Also uns geht es um diesen sozial innovativen Ansatz. Uns geht es darum, das bleibt nicht aus, dass soziale Sicherung dann neu konfiguriert werden muss. Das ist ja auch der Anspruch, den die Ministerin hat und hier deutlich gemacht hat. Und es ist schön, Frau Ministerin, dass Sie das so zu würdigen wissen, was wir vorgelegt haben, dass Sie sagen, ja, Sie empfinden das als Rückenwind, auch wenn Sie da in mancherlei Hinsicht sicherlich anderer Auffassung sind, aber Sie arbeiten und haben Arbeitsaufträge ausgelöst, um Lösungen zu finden für die Herausforderungen, vor denen wir stehen. Das machen wir auch.
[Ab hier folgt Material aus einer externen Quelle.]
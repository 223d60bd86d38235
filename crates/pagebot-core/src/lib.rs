// SPDX-FileCopyrightText: 2026 Pagebot Contributors
// SPDX-License-Identifier: MIT OR Apache-2.0

//! Core library for the Pagebot chat-automation engine.
//!
//! This crate provides the trait definitions, error type, and domain types
//! shared by every other crate in the workspace. Storage, channel and
//! provider implementations plug in through the traits defined here.

pub mod error;
pub mod traits;
pub mod types;

// Re-export key items at crate root for ergonomic imports.
pub use error::PagebotError;
pub use types::{AdapterType, Channel, HealthStatus, MessageId, OutboundPayload, Role};

// Re-export all adapter traits at crate root.
pub use traits::{ChannelAdapter, PluginAdapter, ProviderAdapter, StorageAdapter};
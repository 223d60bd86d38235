// SPDX-FileCopyrightText: 2026 Pagebot Contributors
// SPDX-License-Identifier: MIT OR Apache-2.0

//! Post-deserialization validation for configuration values.
//!
//! Validates semantic constraints that cannot be expressed via serde attributes,
//! such as valid bind addresses, non-empty paths, and positive bounds.

use crate::diagnostic::ConfigError;
use crate::model::PagebotConfig;

/// Validate a deserialized configuration for semantic correctness.
///
/// Returns `Ok(())` if all validations pass, or `Err(Vec<ConfigError>)` with
/// all collected validation errors (does not fail fast).
pub fn validate_config(config: &PagebotConfig) -> Result<(), Vec<ConfigError>> {
    let mut errors = Vec::new();

    let addr = config.server.bind_address.trim();
    if addr.is_empty() {
        errors.push(ConfigError::Validation {
            message: "server.bind_address must not be empty".to_string(),
        });
    } else {
        let is_valid_ip = addr.parse::<std::net::IpAddr>().is_ok();
        let is_valid_hostname = addr
            .chars()
            .all(|c| c.is_alphanumeric() || c == '.' || c == '-' || c == ':');
        if !is_valid_ip && !is_valid_hostname {
            errors.push(ConfigError::Validation {
                message: format!(
                    "server.bind_address `{addr}` is not a valid IP address or hostname"
                ),
            });
        }
    }

    if config.storage.database_path.trim().is_empty() {
        errors.push(ConfigError::Validation {
            message: "storage.database_path must not be empty".to_string(),
        });
    }

    if config.engine.max_flow_steps == 0 {
        errors.push(ConfigError::Validation {
            message: "engine.max_flow_steps must be at least 1".to_string(),
        });
    }

    if config.messenger.verify_token.trim().is_empty() {
        errors.push(ConfigError::Validation {
            message: "messenger.verify_token must not be empty".to_string(),
        });
    }

    for (name, ceiling) in [
        ("starter", config.quota.starter),
        ("business", config.quota.business),
        ("pro", config.quota.pro),
        ("unknown", config.quota.unknown),
    ] {
        if ceiling < 0 {
            errors.push(ConfigError::Validation {
                message: format!("quota.{name} must be non-negative, got {ceiling}"),
            });
        }
    }

    if config.ai.default_model.trim().is_empty() {
        errors.push(ConfigError::Validation {
            message: "ai.default_model must not be empty".to_string(),
        });
    }

    if config.ai.timeout_secs == 0 {
        errors.push(ConfigError::Validation {
            message: "ai.timeout_secs must be at least 1".to_string(),
        });
    }

    if config.ai.max_output_tokens == 0 {
        errors.push(ConfigError::Validation {
            message: "ai.max_output_tokens must be at least 1".to_string(),
        });
    }

    if errors.is_empty() {
        Ok(())
    } else {
        Err(errors)
    }
}

#[cfg(test)]
mod tests {
    use super::*;

    #[test]
    fn default_config_validates() {
        let config = PagebotConfig::default();
        assert!(validate_config(&config).is_ok());
    }

    #[test]
    fn empty_database_path_fails_validation() {
        let mut config = PagebotConfig::default();
        config.storage.database_path = "".to_string();
        let errors = validate_config(&config).unwrap_err();
        assert_eq!(errors.len(), 1);
        assert!(errors[0].to_string().contains("database_path"));
    }

    #[test]
    fn bad_bind_address_fails_validation() {
        let mut config = PagebotConfig::default();
        config.server.bind_address = "not a host!".to_string();
        let errors = validate_config(&config).unwrap_err();
        assert!(errors[0].to_string().contains("bind_address"));
    }

    #[test]
    fn collects_every_error() {
        let mut config = PagebotConfig::default();
        config.engine.max_flow_steps = 0;
        config.ai.timeout_secs = 0;
        config.quota.pro = -1;
        let errors = validate_config(&config).unwrap_err();
        assert_eq!(errors.len(), 3);
    }
}
#[cfg(test)]
mod tests {
    use super::*;
    use serde_json::json;

    fn document() -> ConfigDocument {
        serde_json::from_value(json!({
            "providers": [{
                "id": "p1",
                "provider_name": "deepseek",
                "api_key": "sk-1",
                "api_base_url": "https://api.deepseek.com",
                "api_request_address": "/v1/chat/completions",
                "provider_format": "deepseek"
            }],
            "reasoner_models": [{
                "id": "r1",
                "model_name": "deepseek-r1",
                "model_id": "deepseek-reasoner",
                "provider_id": "p1",
                "model_format": "deepseek",
                "is_origin_reasoning": true
            }],
            "general_models": [{
                "id": "g1",
                "model_name": "deepseek-v3",
                "model_id": "deepseek-chat",
                "provider_id": "p1",
                "model_format": "openai",
                "model_custom_json": "{\"temperature\": 0.3}"
            }],
            "composite_models": [{
                "id": "c1",
                "model_name": "r1-v3",
                "reasoner_model_id": "r1",
                "general_model_id": "g1"
            }],
            "settings": [
                {"key": "log_level", "value": "debug", "type": "str"},
                {"key": "tcp_connector_limit", "value": 20, "type": "int"},
                {"key": "proxy_open", "value": "true", "type": "bool"}
            ],
            "some_future_key": true
        }))
        .unwrap()
    }

    #[test]
    fn test_valid_document() {
        let validated = validate_document(&document()).unwrap();
        assert_eq!(validated.providers.len(), 1);
        assert_eq!(validated.models.len(), 2);
        assert_eq!(validated.models[0].model_type, ModelType::Reasoner);
        assert_eq!(validated.models[1].model_type, ModelType::General);
        assert_eq!(validated.composites.len(), 1);
        assert_eq!(validated.settings.tcp_connector_limit, 20);
        assert!(validated.settings.proxy_open);
    }

    #[test]
    fn test_ids_required() {
        let mut doc = document();
        doc.providers[0].id = None;

        let errors = validate_document(&doc).unwrap_err();
        assert!(errors.has_field("providers[0].id"));
        // models referencing the id-less provider can't resolve it
        assert!(errors.has_field("reasoner_models[0].provider_id"));
    }

    #[test]
    fn test_duplicate_ids_and_names() {
        let mut doc = document();
        let mut second = doc.providers[0].clone();
        doc.providers.push(second.clone());
        second.id = Some("p2".to_string());
        doc.providers.push(second);
        let composite = doc.composite_models[0].clone();
        doc.composite_models.push(composite);

        let errors = validate_document(&doc).unwrap_err();
        assert!(errors.has_field("providers[1].id"));
        assert!(errors.has_field("composite_models[1].id"));
        assert!(errors.has_field("providers[2].provider_name"));
    }

    #[test]
    fn test_section_decides_model_type() {
        let mut doc = document();
        doc.general_models[0].model_type = "reasoner".to_string();

        let errors = validate_document(&doc).unwrap_err();
        assert!(errors.has_field("general_models[0].model_type"));
    }

    #[test]
    fn test_violation_paths_are_prefixed() {
        let mut doc = document();
        doc.composite_models[0].general_model_id = "missing".to_string();
        doc.settings.push(SettingEntry::new("tcp_keepalive_timeout", -1.0));

        let errors = validate_document(&doc).unwrap_err();
        assert!(errors.has_field("composite_models[0].general_model_id"));
        assert!(errors.has_field("settings.tcp_keepalive_timeout"));
    }

    #[test]
    fn test_newer_format_rejected() {
        let mut doc = document();
        doc.format_version = Some(FORMAT_VERSION + 1);
        assert!(validate_document(&doc)
            .unwrap_err()
            .has_field("format_version"));
    }
}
Zu Herrn de Jesus Fernandes möchte ich unbedingt noch mal sagen, Ihr Ansatz war ein rechtlich gesehen anderer, ein rechtlich anderer Kontext. Und wir haben gute Gründe gehabt zu sagen, wir nehmen zur Kenntnis, was Sie wollen, aber den Weg gehen wir nicht, weil Sie mit Ihrem Landespflegegeldgesetz zum einen ein anderes Ziel verfolgten, und es steht auch in einem anderen Zusammenhang, häusliche Pflege, und vor allen Dingen, welche Auswirkungen hat das auf die Pflege in Einrichtungen. Das ist hier nicht unser Ansatz.
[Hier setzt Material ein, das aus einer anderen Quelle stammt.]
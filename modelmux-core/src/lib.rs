//! modelmux Core Library
//!
//! This crate provides the configuration core for modelmux, a router that
//! fans chat requests out to multiple LLM providers. It includes:
//!
//! - Provider, model and composite model registries
//! - Typed system settings (router key, log level, connection pool, proxy)
//! - Validation that reports every violation in one pass
//! - An integrity coordinator that serializes all writes and guards
//!   cross-entity references
//! - Whole-configuration export and import as one JSON document
//! - Database layer (SQLite) with migrations

pub mod composites;
pub mod config;
pub mod coordinator;
pub mod db;
pub mod error;
pub mod hooks;
pub mod models;
pub mod providers;
pub mod validation;

// Re-exports for convenience
pub use db::Database;
pub use error::{ConfigError, EntityKind};

// Re-export the coordinator and its document types
pub use coordinator::{ConfigDocument, ConfigSnapshot, ImportSummary, IntegrityCoordinator};

// Re-export collaborators
pub use hooks::{
    IdGenerator, InvalidationReason, NoopInvalidator, SessionInvalidator, UuidGenerator,
};

// Re-export entities
pub use composites::{CompositeDraft, CompositeModel};
pub use models::{Model, ModelDraft, ModelFormat, ModelType, ValidModels};
pub use providers::{Provider, ProviderDraft, ProviderFormat};

// Re-export settings
pub use config::{
    LogLevel, SettingEntry, SettingKey, SettingType, SettingValue, SettingsChange, SystemSettings,
};

// Re-export validation
pub use validation::{CustomJson, ValidationErrors, Violation, ViolationKind};

/// Library version
pub const VERSION: &str = env!("CARGO_PKG_VERSION");

#[cfg(test)]
mod tests {
    use super::*;

    #[test]
    fn version_is_set() {
        assert!(!VERSION.is_empty());
    }

    #[test]
    fn exports_are_accessible() {
        fn _check_types(
            _db: &Database,
            _coordinator: &IntegrityCoordinator,
            _provider: &Provider,
            _model: &Model,
            _composite: &CompositeModel,
            _settings: &SystemSettings,
            _snapshot: &ConfigSnapshot,
            _errors: &ValidationErrors,
        ) {
        }
    }

    #[test]
    fn coordinator_is_shareable_across_threads() {
        fn assert_send_sync<T: Send + Sync>() {}
        assert_send_sync::<IntegrityCoordinator>();
    }
}
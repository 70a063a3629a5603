//! Collaborators the configuration core calls out to.
//!
//! - `IdGenerator` hands out ids for newly created records.
//! - `SessionInvalidator` is told when existing sessions must be dropped,
//!   e.g. after the router's API key changes.

use std::fmt;

use tracing::debug;

/// Source of opaque ids for new records.
pub trait IdGenerator: Send + Sync {
    fn next_id(&self) -> String;
}

/// Default generator: random UUID v4 strings.
#[derive(Debug, Default, Clone, Copy)]
pub struct UuidGenerator;

impl IdGenerator for UuidGenerator {
    fn next_id(&self) -> String {
        uuid::Uuid::new_v4().to_string()
    }
}

/// Why sessions are being invalidated.
#[derive(Debug, Clone, Copy, PartialEq, Eq)]
pub enum InvalidationReason {
    /// The router's `api_key` setting changed.
    CredentialsRotated,
    /// The whole configuration was replaced by an import.
    ConfigImported,
}

impl fmt::Display for InvalidationReason {
    fn fmt(&self, f: &mut fmt::Formatter<'_>) -> fmt::Result {
        match self {
            InvalidationReason::CredentialsRotated => write!(f, "credentials_rotated"),
            InvalidationReason::ConfigImported => write!(f, "config_imported"),
        }
    }
}

/// Hook into the auth layer. Called after the triggering change is committed.
pub trait SessionInvalidator: Send + Sync {
    fn invalidate_sessions(&self, reason: InvalidationReason);
}

/// Invalidator that does nothing; used when no auth layer is attached.
#[derive(Debug, Default, Clone, Copy)]
pub struct NoopInvalidator;

impl SessionInvalidator for NoopInvalidator {
    fn invalidate_sessions(&self, reason: InvalidationReason) {
        debug!(reason = %reason, "No session invalidator attached");
    }
}

#[cfg(test)]
mod tests {
    use super::*;
    use std::collections::HashSet;

    #[test]
    fn test_uuid_generator_unique() {
        let ids = UuidGenerator;
        let generated: HashSet<String> = (0..100).map(|_| ids.next_id()).collect();
        assert_eq!(generated.len(), 100);
    }

    #[test]
    fn test_uuid_generator_format() {
        let id = UuidGenerator.next_id();
        assert!(uuid::Uuid::parse_str(&id).is_ok());
    }

    #[test]
    fn test_reason_display() {
        assert_eq!(
            InvalidationReason::CredentialsRotated.to_string(),
            "credentials_rotated"
        );
        assert_eq!(InvalidationReason::ConfigImported.to_string(), "config_imported");
    }
}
Hier geht es in der Tat um die Lohnersatzleistungen und es ist dargelegt worden – Frau Friemann-Jennert hat ja darauf hingewiesen –, mit welchen Ungerechtigkeiten das verbunden sein kann. Das nehmen wir schon ernst. Frau Friemann-Jennert hat aber gleichzeitig darauf hingewiesen, ja, wenn das so durchdringen würde, was Sie hier vorhaben als LINKE, dann gibt es eine Ungerechtigkeit mit Blick auf die Kleinst- und Kleinunternehmen. Und da sagen wir schon, ich greife jetzt mal in mein ursprüngliches Redeskript zurück, das Recht auf bezahlte Pflegezeit soll zudem unabhängig von der Unternehmensgröße mit dem Schutz vor Kündigung und dem Rückkehrrecht an den Arbeitsplatz einhergehen.
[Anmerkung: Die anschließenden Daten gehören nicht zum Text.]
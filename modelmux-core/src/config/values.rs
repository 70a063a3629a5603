//! Typed values for system settings.

use std::fmt;
use std::str::FromStr;

use serde::{Deserialize, Serialize};
use serde_json::Value;

use crate::db::impl_sql_text;
use crate::error::ParseEnumError;

// =============================================================================
// Log Level
// =============================================================================

/// Router log level as stored in the `log_level` setting.
#[derive(Debug, Clone, Copy, PartialEq, Eq, Hash, Default, Serialize, Deserialize)]
#[serde(rename_all = "UPPERCASE")]
pub enum LogLevel {
    Debug,
    #[default]
    Info,
    Warning,
    Error,
    Critical,
}

impl LogLevel {
    pub const ALL: [LogLevel; 5] = [
        LogLevel::Debug,
        LogLevel::Info,
        LogLevel::Warning,
        LogLevel::Error,
        LogLevel::Critical,
    ];

    pub fn as_str(&self) -> &'static str {
        match self {
            LogLevel::Debug => "DEBUG",
            LogLevel::Info => "INFO",
            LogLevel::Warning => "WARNING",
            LogLevel::Error => "ERROR",
            LogLevel::Critical => "CRITICAL",
        }
    }

    /// Equivalent `tracing` filter directive.
    pub fn as_directive(&self) -> &'static str {
        match self {
            LogLevel::Debug => "debug",
            LogLevel::Info => "info",
            LogLevel::Warning => "warn",
            LogLevel::Error | LogLevel::Critical => "error",
        }
    }
}

impl fmt::Display for LogLevel {
    fn fmt(&self, f: &mut fmt::Formatter<'_>) -> fmt::Result {
        f.write_str(self.as_str())
    }
}

impl FromStr for LogLevel {
    type Err = ParseEnumError;

    fn from_str(s: &str) -> Result<Self, Self::Err> {
        let s = s.trim();
        Self::ALL
            .into_iter()
            .find(|l| l.as_str().eq_ignore_ascii_case(s))
            .ok_or_else(|| ParseEnumError::new("log level", s, &Self::ALL.map(|l| l.as_str())))
    }
}

// =============================================================================
// Setting Type
// =============================================================================

/// Declared type of a setting row.
#[derive(Debug, Clone, Copy, PartialEq, Eq, Hash, Serialize, Deserialize)]
#[serde(rename_all = "lowercase")]
pub enum SettingType {
    Str,
    Int,
    Float,
    Bool,
}

impl SettingType {
    pub const ALL: [SettingType; 4] = [
        SettingType::Str,
        SettingType::Int,
        SettingType::Float,
        SettingType::Bool,
    ];

    pub fn as_str(&self) -> &'static str {
        match self {
            SettingType::Str => "str",
            SettingType::Int => "int",
            SettingType::Float => "float",
            SettingType::Bool => "bool",
        }
    }

    /// Whether a value declared as `self` may be stored in a setting of type `target`.
    pub fn fits(&self, target: SettingType) -> bool {
        *self == target || (*self == SettingType::Int && target == SettingType::Float)
    }
}

impl fmt::Display for SettingType {
    fn fmt(&self, f: &mut fmt::Formatter<'_>) -> fmt::Result {
        f.write_str(self.as_str())
    }
}

impl FromStr for SettingType {
    type Err = ParseEnumError;

    fn from_str(s: &str) -> Result<Self, Self::Err> {
        let s = s.trim();
        Self::ALL
            .into_iter()
            .find(|t| t.as_str().eq_ignore_ascii_case(s))
            .ok_or_else(|| {
                ParseEnumError::new("setting type", s, &Self::ALL.map(|t| t.as_str()))
            })
    }
}

impl_sql_text!(SettingType);

// =============================================================================
// Setting Value
// =============================================================================

/// A setting value after coercion to its declared type.
#[derive(Debug, Clone, PartialEq)]
pub enum SettingValue {
    Str(String),
    Int(i64),
    Float(f64),
    Bool(bool),
}

impl SettingValue {
    pub fn setting_type(&self) -> SettingType {
        match self {
            SettingValue::Str(_) => SettingType::Str,
            SettingValue::Int(_) => SettingType::Int,
            SettingValue::Float(_) => SettingType::Float,
            SettingValue::Bool(_) => SettingType::Bool,
        }
    }

    /// Coerce a raw JSON value to `ty`.
    ///
    /// - `str`: JSON strings only
    /// - `int`: integers or numeric strings
    /// - `float`: finite numbers or numeric strings
    /// - `bool`: booleans or `true/false/1/0/yes/no`
    pub fn coerce(ty: SettingType, raw: &Value) -> Result<Self, String> {
        match (ty, raw) {
            (SettingType::Str, Value::String(s)) => Ok(SettingValue::Str(s.clone())),
            (SettingType::Int, Value::Number(n)) => n
                .as_i64()
                .map(SettingValue::Int)
                .ok_or_else(|| format!("expected an integer, got {n}")),
            (SettingType::Float, Value::Number(n)) => n
                .as_f64()
                .filter(|f| f.is_finite())
                .map(SettingValue::Float)
                .ok_or_else(|| format!("expected a finite number, got {n}")),
            (SettingType::Bool, Value::Bool(b)) => Ok(SettingValue::Bool(*b)),
            (SettingType::Bool, Value::Number(n)) => match n.as_i64() {
                Some(0) => Ok(SettingValue::Bool(false)),
                Some(1) => Ok(SettingValue::Bool(true)),
                _ => Err(format!("expected a boolean, got {n}")),
            },
            (SettingType::Str, other) => Err(format!("expected a string, got {other}")),
            (_, Value::String(s)) => Self::parse_text(ty, s),
            (_, other) => Err(format!("expected a {ty} value, got {other}")),
        }
    }

    /// Parse the TEXT form used in the `system_settings` table.
    pub fn parse_text(ty: SettingType, text: &str) -> Result<Self, String> {
        let trimmed = text.trim();
        match ty {
            SettingType::Str => Ok(SettingValue::Str(text.to_string())),
            SettingType::Int => trimmed
                .parse::<i64>()
                .map(SettingValue::Int)
                .map_err(|_| format!("'{text}' is not an integer")),
            SettingType::Float => trimmed
                .parse::<f64>()
                .ok()
                .filter(|f| f.is_finite())
                .map(SettingValue::Float)
                .ok_or_else(|| format!("'{text}' is not a finite number")),
            SettingType::Bool => match trimmed.to_ascii_lowercase().as_str() {
                "true" | "1" | "yes" => Ok(SettingValue::Bool(true)),
                "false" | "0" | "no" => Ok(SettingValue::Bool(false)),
                _ => Err(format!("'{text}' is not a boolean")),
            },
        }
    }

    /// TEXT form for storage.
    pub fn to_text(&self) -> String {
        match self {
            SettingValue::Str(s) => s.clone(),
            SettingValue::Int(i) => i.to_string(),
            SettingValue::Float(f) => f.to_string(),
            SettingValue::Bool(b) => b.to_string(),
        }
    }

    pub fn to_json(&self) -> Value {
        match self {
            SettingValue::Str(s) => Value::String(s.clone()),
            SettingValue::Int(i) => Value::from(*i),
            SettingValue::Float(f) => Value::from(*f),
            SettingValue::Bool(b) => Value::Bool(*b),
        }
    }
}

impl fmt::Display for SettingValue {
    fn fmt(&self, f: &mut fmt::Formatter<'_>) -> fmt::Result {
        f.write_str(&self.to_text())
    }
}

// =============================================================================
// Setting Entry
// =============================================================================

/// One `{key, value, type}` item as submitted or exported.
///
/// `type` is optional on input; when given it must agree with the key.
#[derive(Debug, Clone, PartialEq, Serialize, Deserialize)]
pub struct SettingEntry {
    pub key: String,
    #[serde(default)]
    pub value: Value,
    #[serde(rename = "type", default, skip_serializing_if = "Option::is_none")]
    pub setting_type: Option<String>,
}

impl SettingEntry {
    pub fn new(key: impl Into<String>, value: impl Into<Value>) -> Self {
        Self {
            key: key.into(),
            value: value.into(),
            setting_type: None,
        }
    }

    pub fn typed(key: impl Into<String>, value: impl Into<Value>, ty: SettingType) -> Self {
        Self {
            key: key.into(),
            value: value.into(),
            setting_type: Some(ty.to_string()),
        }
    }
}

#[cfg(test)]
mod tests {
    use super::*;
    use serde_json::json;

    #[test]
    fn test_log_level_case_insensitive() {
        assert_eq!("debug".parse::<LogLevel>().unwrap(), LogLevel::Debug);
        assert_eq!("Warning".parse::<LogLevel>().unwrap(), LogLevel::Warning);
        assert!("verbose".parse::<LogLevel>().is_err());
        assert_eq!(LogLevel::default(), LogLevel::Info);
    }

    #[test]
    fn test_log_level_directive() {
        assert_eq!(LogLevel::Warning.as_directive(), "warn");
        assert_eq!(LogLevel::Critical.as_directive(), "error");
        assert_eq!(LogLevel::Debug.as_directive(), "debug");
    }

    #[test]
    fn test_setting_type_fits() {
        assert!(SettingType::Int.fits(SettingType::Float));
        assert!(!SettingType::Float.fits(SettingType::Int));
        assert!(SettingType::Str.fits(SettingType::Str));
    }

    #[test]
    fn test_coerce_int() {
        assert_eq!(
            SettingValue::coerce(SettingType::Int, &json!(10)),
            Ok(SettingValue::Int(10))
        );
        assert_eq!(
            SettingValue::coerce(SettingType::Int, &json!(" 42 ")),
            Ok(SettingValue::Int(42))
        );
        assert!(SettingValue::coerce(SettingType::Int, &json!(1.5)).is_err());
        assert!(SettingValue::coerce(SettingType::Int, &json!(true)).is_err());
    }

    #[test]
    fn test_coerce_float_widens_int() {
        assert_eq!(
            SettingValue::coerce(SettingType::Float, &json!(30)),
            Ok(SettingValue::Float(30.0))
        );
        assert_eq!(
            SettingValue::coerce(SettingType::Float, &json!("2.5")),
            Ok(SettingValue::Float(2.5))
        );
        assert!(SettingValue::coerce(SettingType::Float, &json!("inf")).is_err());
    }

    #[test]
    fn test_coerce_bool() {
        for truthy in [json!(true), json!("true"), json!("YES"), json!("1"), json!(1)] {
            assert_eq!(
                SettingValue::coerce(SettingType::Bool, &truthy),
                Ok(SettingValue::Bool(true))
            );
        }
        for falsy in [json!(false), json!("no"), json!("0"), json!(0)] {
            assert_eq!(
                SettingValue::coerce(SettingType::Bool, &falsy),
                Ok(SettingValue::Bool(false))
            );
        }
        assert!(SettingValue::coerce(SettingType::Bool, &json!("maybe")).is_err());
    }

    #[test]
    fn test_coerce_str_only_accepts_strings() {
        assert!(SettingValue::coerce(SettingType::Str, &json!(7)).is_err());
        assert_eq!(
            SettingValue::coerce(SettingType::Str, &json!("7")),
            Ok(SettingValue::Str("7".to_string()))
        );
    }

    #[test]
    fn test_text_roundtrip() {
        for value in [
            SettingValue::Str("127.0.0.1:7890".to_string()),
            SettingValue::Int(100),
            SettingValue::Float(30.0),
            SettingValue::Bool(true),
        ] {
            let parsed = SettingValue::parse_text(value.setting_type(), &value.to_text()).unwrap();
            assert_eq!(parsed, value);
        }
    }

    #[test]
    fn test_entry_type_field_renamed() {
        let entry: SettingEntry =
            serde_json::from_value(json!({"key": "log_level", "value": "DEBUG", "type": "str"}))
                .unwrap();
        assert_eq!(entry.setting_type.as_deref(), Some("str"));

        let json = serde_json::to_value(SettingEntry::typed("tcp_connector_limit", 5, SettingType::Int))
            .unwrap();
        assert_eq!(json, json!({"key": "tcp_connector_limit", "value": 5, "type": "int"}));
    }
}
Frau Friemann-Jennert sagt, das ist schwierig. Das ist klar, das sehen wir auch so, aber wenn man das nicht angeht als eine politische Zielvorstellung und eine Absicht, dann wird das ja auch nichts. Und wir sehen sehr wohl, dass eben viele Unternehmen hier in diesem Land mit weniger als 15 oder 25 Mitarbeiterinnen und Mitarbeitern arbeiten, und aus unserer Sicht soll es eben keine Kleinbetriebsklausel geben, die sozusagen eine Sperre bildet.

Die Frage ist, ich bin Herrn Heydorn dankbar, als er an mir vorbeikam, habe ich ihm das auch persönlich schon gesagt, weil Sie den Zusammenhang, den volkswirtschaftlichen Zusammenhang, noch mal deutlich gemacht haben und gesagt haben, na ja, da sind wir ja bei Ihnen, aber wer soll es bezahlen, und ganz besonders in dieser Situation. Und Sie haben gesagt dann, erfreulicherweise haben wir die Austeritätspolitik gehabt in der Vergangen

heit, deswegen können wir jetzt so handeln. Wir kommen in unserer politischen Einschätzung auf einen ganz anderen Punkt und sagen, weil es diese Austeritätspolitik gegeben hat, ist es alles viel schwieriger und viel schlimmer, denn die Austeritätspolitik hat doch zu, also zu mehreren Sachen geführt, zwei will ich herausheben: Das eine, die Vermögen der Reichen sind geschont worden zulasten der vielen kleinen Einkommen, und zum anderen sind vor allen Dingen die Banken als systemrelevant erklärt worden. Und jetzt zeigt sich, in der jetzigen Krise zeigt sich, wer wirklich systemrelevant ist.

(Beifall vonseiten der Fraktion DIE LINKE)

Brauche ich nicht alles aufzuzählen, aber die Pflegekräfte gehören ganz bestimmt dazu. Hätte es die Austeritätspolitik nicht gegeben, wäre alles nicht so schlimm geworden. Das ist sozusagen unsere Erkenntnis. Und mit dieser Überlegung, das Sozialsystem neu aufzustellen und die pflegenden Angehörigen in den Blick zu nehmen und dafür zu sorgen, dass sie nicht schlechtgestellt sind und nicht Einkommensverluste haben, das haben ja auch alle Rednerinnen und Redner anerkannt, sehen wir da den Lösungsvorschlag.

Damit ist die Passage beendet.